Give me some more details, what is happening? Are you getting an error message?


----------



## greco (Jul 15, 2007)

GuitarsCanada said:


> That one is probably not a bug. I most likely do not have edit functions set in that forum


Thanks Scott

Cheers

Dave


----------



## marcos (Jan 13, 2009)

GuitarsCanada said:


> Give me some more details, what is happening? Are you getting an error message?


No error message Scott just¨ Attached file ¨ showing up on the post, no pic. Have a look and see.


----------



## GuitarsCanada (Dec 30, 2005)

marcos said:


> No error message Scott just¨ Attached file ¨ showing up on the post, no pic. Have a look and see.
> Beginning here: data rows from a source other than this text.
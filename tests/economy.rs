use tripsplit::{
    EconomyConfig, EconomyError, EconomyReport, Expense, ExpenseDraft, ExpenseId, MemoryStore,
    NewExpense, Participant, ParticipantId, RecordStore, SessionContext, StoreError, TripId,
    TripSnapshot, UserId,
};

const TRIP: TripId = TripId(7);

fn seeded_store() -> MemoryStore {
    let mut store = MemoryStore::new();
    store.insert_trip(
        TRIP,
        vec![
            Participant::new(ParticipantId(1), UserId(100), "Alice"),
            Participant::new(ParticipantId(2), UserId(200), "Bob"),
            Participant::new(ParticipantId(3), UserId(300), "Charlie"),
        ],
    );
    store
}

fn add(store: &mut MemoryStore, payer: u64, description: &str, amount: &str) -> Expense {
    let participants = store.list_participants(TRIP).unwrap();
    let draft = ExpenseDraft {
        payer: Some(ParticipantId(payer)),
        description: description.to_string(),
        amount: amount.to_string(),
    };
    store
        .create_expense(TRIP, draft.validate(&participants).unwrap())
        .unwrap()
}

fn report_for(store: &MemoryStore, user: UserId) -> Result<EconomyReport, EconomyError> {
    let snapshot = TripSnapshot::fetch(store, TRIP)?;
    let session = SessionContext::for_user(user, &snapshot.participants)?;
    EconomyReport::compute(&snapshot, &session)
}

#[test]
fn report_follows_expense_changes() {
    let mut store = seeded_store();
    let dinner = add(&mut store, 1, "Dinner", "90");

    let rendered = report_for(&store, UserId(200))
        .unwrap()
        .render(&EconomyConfig::default());
    assert_eq!(
        rendered,
        "TOTAL: €90.00\n\nYOU OWE\nALICE: €30.00\n\nSettlement Summary\nYou pay Alice: €30.00"
    );

    // Bob pays for the next one, which cuts what he owes Alice.
    add(&mut store, 2, "Museum", "30");
    let report = report_for(&store, UserId(200)).unwrap();
    assert_eq!(report.total_spent.to_string(), "120.00");
    assert_eq!(report.settlement.len(), 1);
    assert_eq!(report.settlement[0].amount.to_string(), "10.00");
    // The gross view still lists the full share of the dinner.
    assert_eq!(report.you_owe["Alice"].to_string(), "30.00");

    store.delete_expense(TRIP, dinner.id).unwrap();
    let report = report_for(&store, UserId(200)).unwrap();
    assert!(report.settlement.is_empty());
    assert!(report.you_owe.is_empty());
}

#[test]
fn editing_an_expense_replaces_it() {
    let mut store = seeded_store();
    let taxi = add(&mut store, 3, "Taxi", "45");

    let participants = store.list_participants(TRIP).unwrap();
    let edited = ExpenseDraft {
        payer: Some(ParticipantId(3)),
        description: "Taxi".to_string(),
        amount: "60".to_string(),
    }
    .validate(&participants)
    .unwrap();
    store.update_expense(TRIP, taxi.id, edited).unwrap();

    let report = report_for(&store, UserId(100)).unwrap();
    assert_eq!(report.total_spent.to_string(), "60.00");
    assert_eq!(report.settlement[0].to_name, "Charlie");
    assert_eq!(report.settlement[0].amount.to_string(), "20.00");
}

#[test]
fn outsiders_cannot_get_a_report() {
    let store = seeded_store();
    assert!(matches!(
        report_for(&store, UserId(999)),
        Err(EconomyError::InvalidInput(tripsplit::InvalidInputError::NotAParticipant(UserId(999))))
    ));
}

struct LockedStore;

impl RecordStore for LockedStore {
    fn list_expenses(&self, _trip: TripId) -> Result<Vec<Expense>, StoreError> {
        Err(StoreError::Unauthorized)
    }

    fn list_participants(&self, _trip: TripId) -> Result<Vec<Participant>, StoreError> {
        Err(StoreError::Unauthorized)
    }

    fn create_expense(&mut self, _trip: TripId, _expense: NewExpense) -> Result<Expense, StoreError> {
        Err(StoreError::Unauthorized)
    }

    fn update_expense(
        &mut self,
        _trip: TripId,
        _id: ExpenseId,
        _expense: NewExpense,
    ) -> Result<Expense, StoreError> {
        Err(StoreError::Unauthorized)
    }

    fn delete_expense(&mut self, _trip: TripId, _id: ExpenseId) -> Result<(), StoreError> {
        Err(StoreError::Unauthorized)
    }
}

#[test]
fn unauthorized_store_errors_reach_the_caller() {
    let err: EconomyError = TripSnapshot::fetch(&LockedStore, TRIP).unwrap_err().into();
    assert!(err.is_unauthorized());
    assert_eq!(err.to_string(), "not authorized to access this trip");
}

#[test]
fn other_store_errors_are_not_unauthorized() {
    let err: EconomyError = TripSnapshot::fetch(&seeded_store(), TripId(1)).unwrap_err().into();
    assert!(!err.is_unauthorized());
    assert_eq!(err.to_string(), "trip 1 not found");
}
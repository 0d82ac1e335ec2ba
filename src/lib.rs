//! Work out who owes whom on a shared trip.
//!
//! Tripsplit takes the expenses a group logged and derives two things from
//! them: a gross "you owe" list for one participant, and a list of transfers
//! that settles every balance in the group.
//!
//! # Use
//!
//! Participants and expenses come from the record store. The settlement is a
//! pipeline of small pure functions:
//!
//! - [`total_paid`] sums what each participant paid,
//! - [`net_balances`] compares that with an even share of the total,
//! - [`settle`] pairs debtors with creditors, front to front,
//! - [`personal_debts`] keeps the transfers the viewer has to make.
//!
//! [`gross_debts`] is computed straight from the expenses and is not netted,
//! so once more than two people are involved it usually disagrees with the
//! settlement. Both views are kept on purpose.
//!
//! Nothing is cached between calls; recompute after every change to the
//! expenses.
//!
//! ### Examples
//! ```
//! use tripsplit::{
//!     net_balances, personal_debts, settle, total_paid, Expense, ExpenseId, Money,
//!     Participant, ParticipantDirectory, ParticipantId, SessionContext, UserId,
//! };
//!
//! let participants = vec![
//!     Participant::new(ParticipantId(1), UserId(10), "Alice"),
//!     Participant::new(ParticipantId(2), UserId(20), "Bob"),
//!     Participant::new(ParticipantId(3), UserId(30), "Charlie"),
//! ];
//!
//! // Alice paid 90 for dinner for all three.
//! let expenses = vec![Expense {
//!     id: ExpenseId(1),
//!     amount: Money::from_cents(9000),
//!     description: "Dinner".to_string(),
//!     payer: ParticipantId(1),
//!     beneficiaries: vec![ParticipantId(1), ParticipantId(2), ParticipantId(3)],
//! }];
//!
//! let totals = total_paid(&expenses, &participants).unwrap();
//! let balances = net_balances(&totals, &participants).unwrap();
//! let transfers = settle(&balances);
//!
//! for transfer in &transfers {
//!     println!("{}", transfer)
//! }
//! // 2 owes 1 30.00
//! // 3 owes 1 30.00
//!
//! let bob = SessionContext::new(ParticipantId(2));
//! let directory = ParticipantDirectory::new(&participants);
//! let debts = personal_debts(&transfers, &bob, &directory);
//! assert_eq!(debts[0].to_name, "Alice");
//! assert_eq!(debts[0].amount, Money::from_cents(3000));
//! ```

pub mod aggregate;
pub mod config;
pub mod draft;
pub mod error;
pub mod gross;
pub mod model;
pub mod money;
pub mod netting;
pub mod personal;
pub mod report;
pub mod session;
pub mod settle;
pub mod store;

pub use aggregate::total_paid;
pub use config::EconomyConfig;
pub use draft::{ExpenseDraft, NewExpense};
pub use error::{ConfigError, EconomyError, InvalidInputError, StoreError};
pub use gross::gross_debts;
pub use model::{
    Balance, Expense, ExpenseId, Participant, ParticipantDirectory, ParticipantId, Transfer,
    TripId, UserId,
};
pub use money::Money;
pub use netting::{imbalance, net_balances};
pub use personal::{personal_debts, PersonalDebt};
pub use report::{EconomyReport, SpendingShare};
pub use session::SessionContext;
pub use settle::{residual_balances, settle};
pub use store::{MemoryStore, RecordStore, TripSnapshot};
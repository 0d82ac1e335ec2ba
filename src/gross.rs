use indexmap::IndexMap;

use crate::error::InvalidInputError;
use crate::model::{Expense, ParticipantDirectory};
use crate::money::Money;
use crate::session::SessionContext;

/// What the viewer owes each payer, expense by expense, without netting.
///
/// Every expense paid by someone other than the viewer adds an even share of
/// it to that payer's entry. Entries are keyed by the payer's display name in
/// the order payers are first seen, so two participants with the same name
/// share one entry. Debts in the other direction are never subtracted: if the
/// viewer also paid for that person, both stay on the books. For groups larger
/// than two this rarely matches what [`crate::settle::settle`] asks the viewer
/// to pay.
///
/// The share is taken whether or not the viewer is one of the beneficiaries.
pub fn gross_debts(
    expenses: &[Expense],
    session: &SessionContext,
    directory: &ParticipantDirectory<'_>,
) -> Result<IndexMap<String, Money>, InvalidInputError> {
    let mut debts: IndexMap<String, Money> = IndexMap::new();

    for expense in expenses.iter().filter(|e| e.payer != session.viewer()) {
        let share = expense
            .checked_amount()?
            .split(expense.beneficiaries.len())
            .ok_or(InvalidInputError::NoBeneficiaries(expense.id))?;
        *debts
            .entry(directory.name_of(expense.payer).into_owned())
            .or_insert(Money::ZERO) += share;
    }

    for owed in debts.values_mut() {
        *owed = owed.round2();
    }

    tracing::debug!(
        viewer = %session.viewer(),
        creditor_count = debts.len(),
        "computed gross debts"
    );
    Ok(debts)
}
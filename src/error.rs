use thiserror::Error;

use crate::model::{ExpenseId, ParticipantId, UserId};
use crate::money::Money;

/// Input the debt computation refuses to work with. Nothing is computed when
/// one of these is returned.
#[derive(Debug, Clone, PartialEq, Eq, Error)]
pub enum InvalidInputError {
    #[error("a trip needs at least one participant to split expenses")]
    NoParticipants,
    #[error("expense {expense} has a negative amount of {amount}")]
    NegativeAmount { expense: ExpenseId, amount: Money },
    #[error("{0:?} is not a valid amount")]
    MalformedAmount(String),
    #[error("expense {0} is not shared between anyone")]
    NoBeneficiaries(ExpenseId),
    #[error("user {0} is not a participant of this trip")]
    NotAParticipant(UserId),
    #[error("participant {0} is not part of this trip")]
    UnknownParticipant(ParticipantId),
    #[error("{0} is required")]
    MissingField(&'static str),
    #[error("transfer amount {0} is less than or equal to 0")]
    NonPositiveTransfer(Money),
    #[error("participant {0} cannot transfer money to themselves")]
    SelfTransfer(ParticipantId),
}

/// Failures reported by the record store. They are handed back to the caller
/// untouched; the core never retries or reinterprets them.
#[derive(Debug, Clone, PartialEq, Eq, Error)]
pub enum StoreError {
    #[error("not authorized to access this trip")]
    Unauthorized,
    #[error("{0} not found")]
    NotFound(String),
    #[error("{0}")]
    Other(String),
}

#[derive(Debug, Clone, PartialEq, Eq, Error)]
pub enum EconomyError {
    #[error(transparent)]
    InvalidInput(#[from] InvalidInputError),
    #[error(transparent)]
    Store(#[from] StoreError),
}

impl EconomyError {
    /// Callers send the user back to the login flow when this is true.
    pub fn is_unauthorized(&self) -> bool {
        matches!(self, EconomyError::Store(StoreError::Unauthorized))
    }
}

#[derive(Debug, Error)]
pub enum ConfigError {
    #[error("failed to read config: {0}")]
    Io(#[from] std::io::Error),
    #[error("failed to parse config: {0}")]
    Parse(#[from] toml::de::Error),
}
use indexmap::IndexMap;
use itertools::Itertools;
use serde::Serialize;

use crate::aggregate::total_paid;
use crate::config::EconomyConfig;
use crate::error::EconomyError;
use crate::gross::gross_debts;
use crate::model::{ParticipantDirectory, ParticipantId};
use crate::money::Money;
use crate::netting::net_balances;
use crate::personal::{personal_debts, PersonalDebt};
use crate::session::SessionContext;
use crate::settle::settle;
use crate::store::TripSnapshot;

/// How much one payer has put into the trip.
#[derive(Clone, Debug, PartialEq, Eq, Serialize)]
pub struct SpendingShare {
    pub name: String,
    pub paid: Money,
}

/// Everything the economy page shows one viewer.
#[derive(Clone, Debug, PartialEq, Eq, Serialize)]
pub struct EconomyReport {
    pub total_spent: Money,
    /// Payers in the order they first paid.
    pub spending: Vec<SpendingShare>,
    /// Gross, per-expense debts by payer name.
    pub you_owe: IndexMap<String, Money>,
    /// What the viewer pays to settle up.
    pub settlement: Vec<PersonalDebt>,
}

impl EconomyReport {
    pub fn compute(snapshot: &TripSnapshot, session: &SessionContext) -> Result<Self, EconomyError> {
        let directory = ParticipantDirectory::new(&snapshot.participants);

        let spending = spending_by_payer(snapshot, &directory)?;
        let total_spent: Money = spending.iter().map(|s| s.paid).sum();

        let you_owe = gross_debts(&snapshot.expenses, session, &directory)?;

        let totals = total_paid(&snapshot.expenses, &snapshot.participants)?;
        let balances = net_balances(&totals, &snapshot.participants)?;
        let transfers = settle(&balances);
        let settlement = personal_debts(&transfers, session, &directory);

        Ok(EconomyReport {
            total_spent,
            spending,
            you_owe,
            settlement,
        })
    }

    /// Renders the report as the lines the economy page prints.
    pub fn render(&self, config: &EconomyConfig) -> String {
        let symbol = &config.currency_symbol;
        let mut lines = vec![format!("TOTAL: {symbol}{}", self.total_spent), String::new()];

        lines.push("YOU OWE".to_string());
        if self.you_owe.is_empty() {
            lines.push(config.settled_message.clone());
        } else {
            lines.extend(self.you_owe.iter().map(|(name, owed)| {
                let name = if config.uppercase_names {
                    name.to_uppercase()
                } else {
                    name.clone()
                };
                format!("{name}: {symbol}{owed}")
            }));
        }

        lines.push(String::new());
        lines.push("Settlement Summary".to_string());
        if self.settlement.is_empty() {
            lines.push(config.settled_message.clone());
        } else {
            lines.extend(
                self.settlement
                    .iter()
                    .map(|debt| format!("You pay {}: {symbol}{}", debt.to_name, debt.amount)),
            );
        }

        lines.iter().join("\n")
    }
}

// Totals per payer, for the spending breakdown. Unlike `total_paid` this only
// lists people who actually paid, including payers no longer in the trip.
fn spending_by_payer(
    snapshot: &TripSnapshot,
    directory: &ParticipantDirectory<'_>,
) -> Result<Vec<SpendingShare>, EconomyError> {
    let mut paid: IndexMap<ParticipantId, Money> = IndexMap::new();
    for expense in &snapshot.expenses {
        *paid.entry(expense.payer).or_insert(Money::ZERO) += expense.checked_amount()?;
    }

    Ok(paid
        .into_iter()
        .map(|(payer, amount)| SpendingShare {
            name: directory.name_of(payer).into_owned(),
            paid: amount.round2(),
        })
        .collect())
}
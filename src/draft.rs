use serde::{Deserialize, Serialize};

use crate::error::InvalidInputError;
use crate::model::{Participant, ParticipantId};
use crate::money::Money;

/// An expense as typed into the add/edit form, not yet checked.
#[derive(Clone, Debug, Default, PartialEq, Eq)]
pub struct ExpenseDraft {
    pub payer: Option<ParticipantId>,
    pub description: String,
    pub amount: String,
}

/// A checked expense ready to be sent to the record store.
#[derive(Clone, Debug, PartialEq, Eq, Serialize, Deserialize)]
pub struct NewExpense {
    pub amount: Money,
    pub description: String,
    #[serde(rename = "paid_by")]
    pub payer: ParticipantId,
    #[serde(rename = "shared_between")]
    pub beneficiaries: Vec<ParticipantId>,
}

impl ExpenseDraft {
    /// Checks the form and shares the expense between every participant.
    /// The amount is rounded to cents.
    pub fn validate(&self, participants: &[Participant]) -> Result<NewExpense, InvalidInputError> {
        let payer = self.payer.ok_or(InvalidInputError::MissingField("payer"))?;
        if self.description.trim().is_empty() {
            return Err(InvalidInputError::MissingField("description"));
        }
        if self.amount.trim().is_empty() {
            return Err(InvalidInputError::MissingField("amount"));
        }

        let amount: Money = self.amount.parse()?;
        if amount.is_negative() {
            return Err(InvalidInputError::MalformedAmount(self.amount.clone()));
        }
        if !participants.iter().any(|p| p.id == payer) {
            return Err(InvalidInputError::UnknownParticipant(payer));
        }

        Ok(NewExpense {
            amount: amount.round2(),
            description: self.description.clone(),
            payer,
            beneficiaries: participants.iter().map(|p| p.id).collect(),
        })
    }
}
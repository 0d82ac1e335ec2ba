//! Greedy settlement of netted balances.

use itertools::{Either, Itertools};
use std::collections::HashMap;

use crate::model::{Balance, ParticipantId, Transfer};
use crate::money::Money;

/// Returns the transfers that drain every balance to zero.
///
/// Debtors and creditors are each kept in the order they appear in `balances`
/// and matched front to front: the first debtor pays the first creditor until
/// one of them is even, then the cursor on that side moves on. Nothing is
/// sorted by size, so the result is not the fewest possible transfers:
/// debtors owing 10 and 20 facing creditors owed 20 and 10 take three
/// transfers where two would do.
///
/// For whole-cent balances that sum to zero, such as the ones
/// [`net_balances`](crate::net_balances) produces, every residual ends up
/// below a cent. Each transfer is rounded to cents while the unrounded amount
/// is taken off both sides. With sub-cent input the two roundings can add up
/// to just over a cent on one participant. Whatever cannot be matched once one
/// side runs out is left unsettled.
///
/// A participant listed on both sides is never told to pay themselves: that
/// pair is drained without a transfer.
pub fn settle(balances: &[Balance]) -> Vec<Transfer> {
    // Payers carry the amount they owe as a positive number.
    let (mut payers, mut receivers): (Vec<(ParticipantId, Money)>, Vec<(ParticipantId, Money)>) =
        balances
            .iter()
            .filter(|b| !b.net.is_zero())
            .partition_map(|b| {
                if b.net.is_negative() {
                    Either::Left((b.participant, -b.net))
                } else {
                    Either::Right((b.participant, b.net))
                }
            });

    let mut payments: Vec<Transfer> = Vec::new();
    let (mut i, mut j) = (0, 0);

    while i < payers.len() && j < receivers.len() {
        let (debtor, owed) = payers[i];
        let (creditor, credit) = receivers[j];
        let amount = owed.min(credit);
        let rounded = amount.round2();

        // Less than half a cent left on one side. Move past it without a
        // transfer, otherwise the loop would spin on a zero payment.
        if rounded.is_zero() {
            if owed.is_settled() {
                i += 1;
            }
            if credit.is_settled() {
                j += 1;
            }
            continue;
        }

        match Transfer::new(debtor, creditor, rounded) {
            Ok(transfer) => payments.push(transfer),
            Err(err) => tracing::warn!(participant = %debtor, %err, "skipping transfer"),
        }

        payers[i].1 -= amount;
        receivers[j].1 -= amount;

        if payers[i].1.is_settled() {
            i += 1;
        }
        if receivers[j].1.is_settled() {
            j += 1;
        }
    }

    tracing::debug!(
        payer_count = payers.len(),
        receiver_count = receivers.len(),
        transfer_count = payments.len(),
        "settled balances"
    );
    payments
}

/// Applies `transfers` to `balances`: the payer's balance goes up by the
/// amount, the receiver's goes down. Settled participants end up at zero.
pub fn residual_balances(balances: &[Balance], transfers: &[Transfer]) -> Vec<Balance> {
    let mut remaining: HashMap<ParticipantId, Money> =
        balances.iter().map(|b| (b.participant, b.net)).collect();

    for transfer in transfers {
        *remaining.entry(transfer.from).or_insert(Money::ZERO) += transfer.amount;
        *remaining.entry(transfer.to).or_insert(Money::ZERO) -= transfer.amount;
    }

    balances
        .iter()
        .map(|b| Balance::new(b.participant, remaining[&b.participant]))
        .collect()
}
Your permissions are set properly. I just attached two to that thread. I would try uploading a much small picture. There are size limitations on the attachments. Try that and let me know


----------



## marcos (Jan 13, 2009)

GuitarsCanada said:


> Your permissions are set properly. I just attached two to that thread. I would try uploading a much small picture. There are size limitations on the attachments. Try that and let me know


OK Scott. Will give her a try. Thanks


----------



## GuitarsCanada (Dec 30, 2005)

marcos said:


> OK Scott. Will give her a try. Thanks


Somebody upload an attachment here, see if its working


----------



## marcos (Jan 13, 2009)

Eureka !!! Its working. Still I cant understand why. I had the same pics up a few weeks ago ( before the Bug) and all was good. Snapped another photo and it came out good.
Thank you Scott.


----------



## GuitarsCanada (Dec 30, 2005)

Got some of the features of the vbactivity working again. Can't seem to get the contest thing working yet. I will keep at that. But for the most part the forum appears to be running fairly smooth. If you see something let me know.


----------



## Hamstrung (Sep 21, 2007)

GuitarsCanada said:


> Got some of the features of the vbactivity working again. Can't seem to get the contest thing working yet. I will keep at that. But for the most part the forum appears to be running fairly smooth. If you see something let me know.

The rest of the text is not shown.